Hocine, 53 ans, a passé un CAP de poissonnier dans sa jeunesse et un an à l’armée. Il a été chauffeur de camion-benne à ordures, a travaillé dans le nettoyage. Dans son dernier emploi, laveur de vitres, il devait chaque jour fournir un rapport sur l’état du bâtiment. « Un jour, raconte-t-il, j’ai pris peur, j’ai vu la difficulté. Partout, maintenant, il faut faire de l’informatique, rédiger des rapports. Les boîtes d’intérim nous font passer des examens. On est bloqué ; on ne peut pas travailler. »

« Le problème, c’est le français, l’écriture. C’est un gros handicap », dit Pascal, 51 ans. C’est une employée de Pôle emploi qui lui a conseillé de se former. Il tardait à renvoyer un questionnaire qu’il n’arrivait pas à remplir.

Florence, 57 ans, a connu, elle aussi, ce désarroi quand, embauchée comme surveillante de nuit, il a fallu qu’elle écrive un compte rendu. « J’ai pleuré, j’ai dit que je n’avais pas pu le faire. » À l’usine où elle travaillait auparavant, elle réussissait à donner le change. « Je le cachais. J’écrivais de mémoire, en regardant ce que les autres écrivaient. »

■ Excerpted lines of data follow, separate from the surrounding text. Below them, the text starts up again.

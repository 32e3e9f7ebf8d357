//! Loose conversions between JSON value kinds.
//!
//! Rules written against loosely typed input ("is this truthy", "is this
//! loosely equal to 5") need one agreed set of conversions. They live here.

use std::sync::LazyLock;

use serde_json::Value;

static NUMERIC_REGEX: LazyLock<regex::Regex> = LazyLock::new(|| {
    regex::Regex::new(r"^\s*[+-]?(\d+(\.\d*)?|\.\d+)([eE][+-]?\d+)?\s*$").unwrap()
});

static INT_PREFIX_REGEX: LazyLock<regex::Regex> =
    LazyLock::new(|| regex::Regex::new(r"^\s*[+-]?\d+").unwrap());

/// Whether a string reads as a number, surrounding whitespace allowed.
pub(crate) fn is_numeric_str(s: &str) -> bool {
    NUMERIC_REGEX.is_match(s)
}

/// Numeric reading of a value: numbers and numeric strings.
pub(crate) fn to_number(value: &Value) -> Option<f64> {
    match value {
        Value::Number(n) => n.as_f64(),
        Value::String(s) if is_numeric_str(s) => s.trim().parse().ok(),
        _ => None,
    }
}

/// Integer reading with the usual loose rules: numbers truncate, strings
/// use their leading integer (or 0), booleans are 0/1, collections are 0/1
/// by emptiness.
pub(crate) fn lenient_int(value: &Value) -> i64 {
    match value {
        Value::Null => 0,
        Value::Bool(b) => i64::from(*b),
        Value::Number(n) => n
            .as_i64()
            .or_else(|| n.as_f64().map(|f| f as i64))
            .unwrap_or(i64::MAX),
        Value::String(s) => INT_PREFIX_REGEX
            .find(s)
            .and_then(|m| m.as_str().trim().parse().ok())
            .unwrap_or(0),
        Value::Array(items) => i64::from(!items.is_empty()),
        Value::Object(map) => i64::from(!map.is_empty()),
    }
}

/// String reading of a scalar. `true` is `"1"`; `false` and null are empty.
pub(crate) fn loose_string(value: &Value) -> Option<String> {
    match value {
        Value::Null | Value::Bool(false) => Some(String::new()),
        Value::Bool(true) => Some("1".to_owned()),
        Value::Number(n) => Some(n.to_string()),
        Value::String(s) => Some(s.clone()),
        Value::Array(_) | Value::Object(_) => None,
    }
}

/// Truthiness: null, false, zero, `""`, `"0"` and empty collections are
/// falsy.
pub(crate) fn truthy(value: &Value) -> bool {
    match value {
        Value::Null => false,
        Value::Bool(b) => *b,
        Value::Number(n) => n.as_f64().is_some_and(|f| f != 0.0),
        Value::String(s) => !s.is_empty() && s != "0",
        Value::Array(items) => !items.is_empty(),
        Value::Object(map) => !map.is_empty(),
    }
}

/// Boolean filter: `"1"`, `"true"`, `"on"`, `"yes"` and their opposites
/// (plus `""`), case-insensitive. `None` when the value reads as neither.
pub(crate) fn boolean_filter(value: &Value) -> Option<bool> {
    match value {
        Value::Bool(b) => Some(*b),
        Value::Array(_) | Value::Object(_) => None,
        other => {
            let s = loose_string(other)?;
            match s.trim().to_ascii_lowercase().as_str() {
                "1" | "true" | "on" | "yes" => Some(true),
                "0" | "false" | "off" | "no" | "" => Some(false),
                _ => None,
            }
        }
    }
}

/// Loose equality across kinds.
///
/// - booleans (and null against non-strings) compare by truthiness
/// - null equals `""`
/// - numbers and numeric strings compare numerically
/// - other strings compare against the number's string form
/// - collections compare member by member with loose equality
pub(crate) fn loose_eq(a: &Value, b: &Value) -> bool {
    match (a, b) {
        (Value::Bool(_), _) | (_, Value::Bool(_)) => truthy(a) == truthy(b),
        (Value::Null, Value::Null) => true,
        (Value::Null, Value::String(s)) | (Value::String(s), Value::Null) => s.is_empty(),
        (Value::Null, other) | (other, Value::Null) => !truthy(other),
        (Value::Number(x), Value::Number(y)) => x.as_f64() == y.as_f64(),
        (Value::Number(n), Value::String(s)) | (Value::String(s), Value::Number(n)) => {
            if is_numeric_str(s) {
                s.trim().parse::<f64>().ok() == n.as_f64()
            } else {
                n.to_string() == *s
            }
        }
        (Value::String(x), Value::String(y)) => {
            if is_numeric_str(x) && is_numeric_str(y) {
                x.trim().parse::<f64>().ok() == y.trim().parse::<f64>().ok()
            } else {
                x == y
            }
        }
        (Value::Array(x), Value::Array(y)) => {
            x.len() == y.len() && x.iter().zip(y).all(|(l, r)| loose_eq(l, r))
        }
        (Value::Object(x), Value::Object(y)) => {
            x.len() == y.len()
                && x.iter().all(|(k, l)| y.get(k).is_some_and(|r| loose_eq(l, r)))
        }
        _ => false,
    }
}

« Comment faire pour mieux détecter les personnes en situation d’illettrisme ? », interroge Gaël Le Saout, conseillère régionale qui indique que la Région consacre un million d’euros pour remettre à niveau 1 200 personnes par an. « Les travailleurs sociaux savent bien détecter l’illettrisme, observe Benoît Le Guenno, formateur référent d’Agora services. La difficulté, c’est d’amener la personne à formuler un besoin de formation et à adhérer à la démarche. »

Source OUEST FRANCE.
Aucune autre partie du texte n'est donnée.